Ernest Rutherford was the son of James Rutherford, a farmer, and his wife Martha
Thompson, originally from Hornchurch, Essex, England. [8] James had emigrated to New
Zealand from Perth, Scotland, "to raise a little flax and a lot of children". Ernest was born at
Spring Grove (now Brightwater), near Nelson, New Zealand. His first name was mistakenly
spelled Earnest when his birth was registered.[9]

15
He studied at Havelock School and then Nelson College and won a scholarship to study at
Canterbury College, University of New Zealand where he was president of the debating
society, among other things. After gaining his BA, MA and BSc, and doing two years of
research at the forefront of electrical technology, in 1895 Rutherford travelled to England for
postgraduate study at the Cavendish Laboratory, University of Cambridge (1895–1898), [10]
and he briefly held the world record for the distance over which electromagnetic waves could
be detected.

"Cambridge’s rules did not allow Rutherford to advance because of his youth" [11] so in 1898
Rutherford was appointed to succeed Hugh Longbourne Callendar in the chair of Macdonald
Professor of physics at McGill University in Montreal, Canada, where he did the work that
gained him the Nobel Prize in Chemistry in 1908. In 1900 he gained a DSc from the
University of New Zealand.
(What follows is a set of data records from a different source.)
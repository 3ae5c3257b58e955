pub mod config;
pub mod data;
pub mod format;
pub mod table;
pub mod view;
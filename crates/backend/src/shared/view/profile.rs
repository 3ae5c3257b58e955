use chrono::{NaiveDate, NaiveDateTime};
use contracts::shared::table::CellValue;
use std::collections::{BTreeMap, HashSet};

use super::coerce::numeric_column;
use super::{ViewError, ViewResult};
use crate::shared::table::Table;

/// Smallest and largest numeric value, `None` when the column has none
pub fn column_range(table: &Table, column: &str) -> ViewResult<Option<(f64, f64)>> {
    Ok(numeric_column(table, column)?
        .into_iter()
        .flatten()
        .fold(None, |acc, v| match acc {
            None => Some((v, v)),
            Some((lo, hi)) => Some((lo.min(v), hi.max(v))),
        }))
}

/// Mean over the numeric values of a column, `None` when it has none
pub fn column_mean(table: &Table, column: &str) -> ViewResult<Option<f64>> {
    let values: Vec<f64> = numeric_column(table, column)?.into_iter().flatten().collect();
    if values.is_empty() {
        return Ok(None);
    }
    Ok(Some(values.iter().sum::<f64>() / values.len() as f64))
}

/// Number of distinct non-missing values
pub fn distinct_count(table: &Table, column: &str) -> ViewResult<usize> {
    Ok(table
        .column_values(column)?
        .filter(|v| !v.is_null())
        .map(|v| v.to_string())
        .collect::<HashSet<_>>()
        .len())
}

/// Missing cell count per column, as rows of (column, count)
pub fn missing_counts(table: &Table) -> Table {
    let rows = table
        .columns()
        .iter()
        .enumerate()
        .map(|(i, name)| {
            let missing = table.rows().iter().filter(|r| r[i].is_null()).count();
            vec![CellValue::Text(name.clone()), CellValue::from(missing)]
        })
        .collect();

    Table::new(vec!["column".to_string(), "missing".to_string()], rows)
}

/// Storage kind inferred from the non-missing cells of a column
#[derive(Debug, Clone, Copy, PartialEq, Eq, PartialOrd, Ord)]
pub enum ColumnKind {
    Integer,
    Float,
    Text,
    Empty,
}

impl ColumnKind {
    pub fn as_str(&self) -> &'static str {
        match self {
            ColumnKind::Integer => "integer",
            ColumnKind::Float => "float",
            ColumnKind::Text => "text",
            ColumnKind::Empty => "empty",
        }
    }
}

pub fn column_kind(table: &Table, index: usize) -> ColumnKind {
    let mut kind = ColumnKind::Empty;
    for row in table.rows() {
        kind = match (&row[index], kind) {
            (CellValue::Null, k) => k,
            (CellValue::Text(_), _) | (_, ColumnKind::Text) => return ColumnKind::Text,
            (CellValue::Integer(_), ColumnKind::Empty) => ColumnKind::Integer,
            (CellValue::Integer(_), k) => k,
            (CellValue::Number(_), _) => ColumnKind::Float,
        };
    }
    kind
}

/// Number of columns of each kind, as rows of (kind, count)
pub fn kind_counts(table: &Table) -> Table {
    let mut counts: BTreeMap<ColumnKind, usize> = BTreeMap::new();
    for index in 0..table.columns().len() {
        *counts.entry(column_kind(table, index)).or_insert(0) += 1;
    }

    let rows = counts
        .into_iter()
        .map(|(kind, count)| vec![CellValue::from(kind.as_str()), CellValue::from(count)])
        .collect();

    Table::new(vec!["kind".to_string(), "count".to_string()], rows)
}

const DATETIME_FORMATS: &[&str] = &[
    "%Y-%m-%d %H:%M:%S",
    "%Y-%m-%d %H:%M",
    "%Y-%m-%dT%H:%M:%S",
    "%m/%d/%Y %H:%M",
    "%d/%m/%Y %H:%M",
];

/// Calendar date of a timestamp cell; `None` when it does not parse
pub fn parse_date(value: &CellValue) -> Option<NaiveDate> {
    let CellValue::Text(raw) = value else {
        return None;
    };
    let raw = raw.trim();

    DATETIME_FORMATS
        .iter()
        .find_map(|fmt| NaiveDateTime::parse_from_str(raw, fmt).ok())
        .map(|dt| dt.date())
        .or_else(|| NaiveDate::parse_from_str(raw, "%Y-%m-%d").ok())
}

/// Earliest and latest parsable date in a column
pub fn date_range(table: &Table, column: &str) -> ViewResult<Option<(NaiveDate, NaiveDate)>> {
    Ok(table
        .column_values(column)?
        .filter_map(parse_date)
        .fold(None, |acc, d| match acc {
            None => Some((d, d)),
            Some((lo, hi)) => Some((lo.min(d), hi.max(d))),
        }))
}

/// Row count per calendar day, ascending. Rows whose date does not parse are
/// left out.
pub fn daily_counts(table: &Table, column: &str) -> ViewResult<Table> {
    let mut per_day: BTreeMap<NaiveDate, usize> = BTreeMap::new();
    for date in table.column_values(column)?.filter_map(parse_date) {
        *per_day.entry(date).or_insert(0) += 1;
    }

    if per_day.is_empty() {
        return Err(ViewError::NoValidRows(column.to_string()));
    }

    let rows = per_day
        .into_iter()
        .map(|(date, count)| {
            vec![
                CellValue::Text(date.format("%Y-%m-%d").to_string()),
                CellValue::from(count),
            ]
        })
        .collect();

    Ok(Table::new(vec!["date".to_string(), "transactions".to_string()], rows))
}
Also in 1900 he married Mary Georgina Newton (1876–1945);
they had one daughter, Eileen Mary (1901–1930), who married Ralph Fowler. In 1907
Rutherford moved to Britain to take the chair of physics at the University of Manchester.

Later years and honours

He was knighted in 1914. In 1916 he was awarded the Hector Memorial Medal. In 1919 he
returned to the Cavendish as Director. Under him, Nobel Prizes were awarded to James
Chadwick for discovering the neutron (in 1932), John Cockcroft and Ernest Walton for an
experiment which was to be known as splitting the atom using a particle accelerator, and
Edward Appleton for demonstrating the existence of the ionosphere. He was admitted to the
Order of Merit in 1925 and raised to the peerage as Baron Rutherford of Nelson, in 1931,
[12]
a title that became extinct upon his unexpected death in 1937.
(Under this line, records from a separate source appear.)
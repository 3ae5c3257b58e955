use axum::Json;
use contracts::shared::artifacts::ArtifactStatusResponse;

use crate::shared::data::artifacts::get_artifacts;

/// GET /api/artifacts
pub async fn get_status() -> Json<ArtifactStatusResponse> {
    Json(get_artifacts().snapshot().status())
}

/// POST /api/artifacts/reload
pub async fn reload() -> Json<ArtifactStatusResponse> {
    let cache = get_artifacts();
    let status = cache.reload().status();
    let available = status.artifacts.iter().filter(|a| a.available).count();
    tracing::info!(
        "Artifacts reloaded from {}: {} of {} available",
        cache.root().display(),
        available,
        status.artifacts.len()
    );
    Json(status)
}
For some time beforehand, Rutherford had a small hernia, which he had neglected to have
fixed, and it became strangulated, causing him to be violently ill. Despite an emergency
operation in London, he died four days afterwards of what physicians termed "intestinal
paralysis." He was given the high honor of burial in Westminster Abbey, near Isaac Newton
and other illustrious British scientists.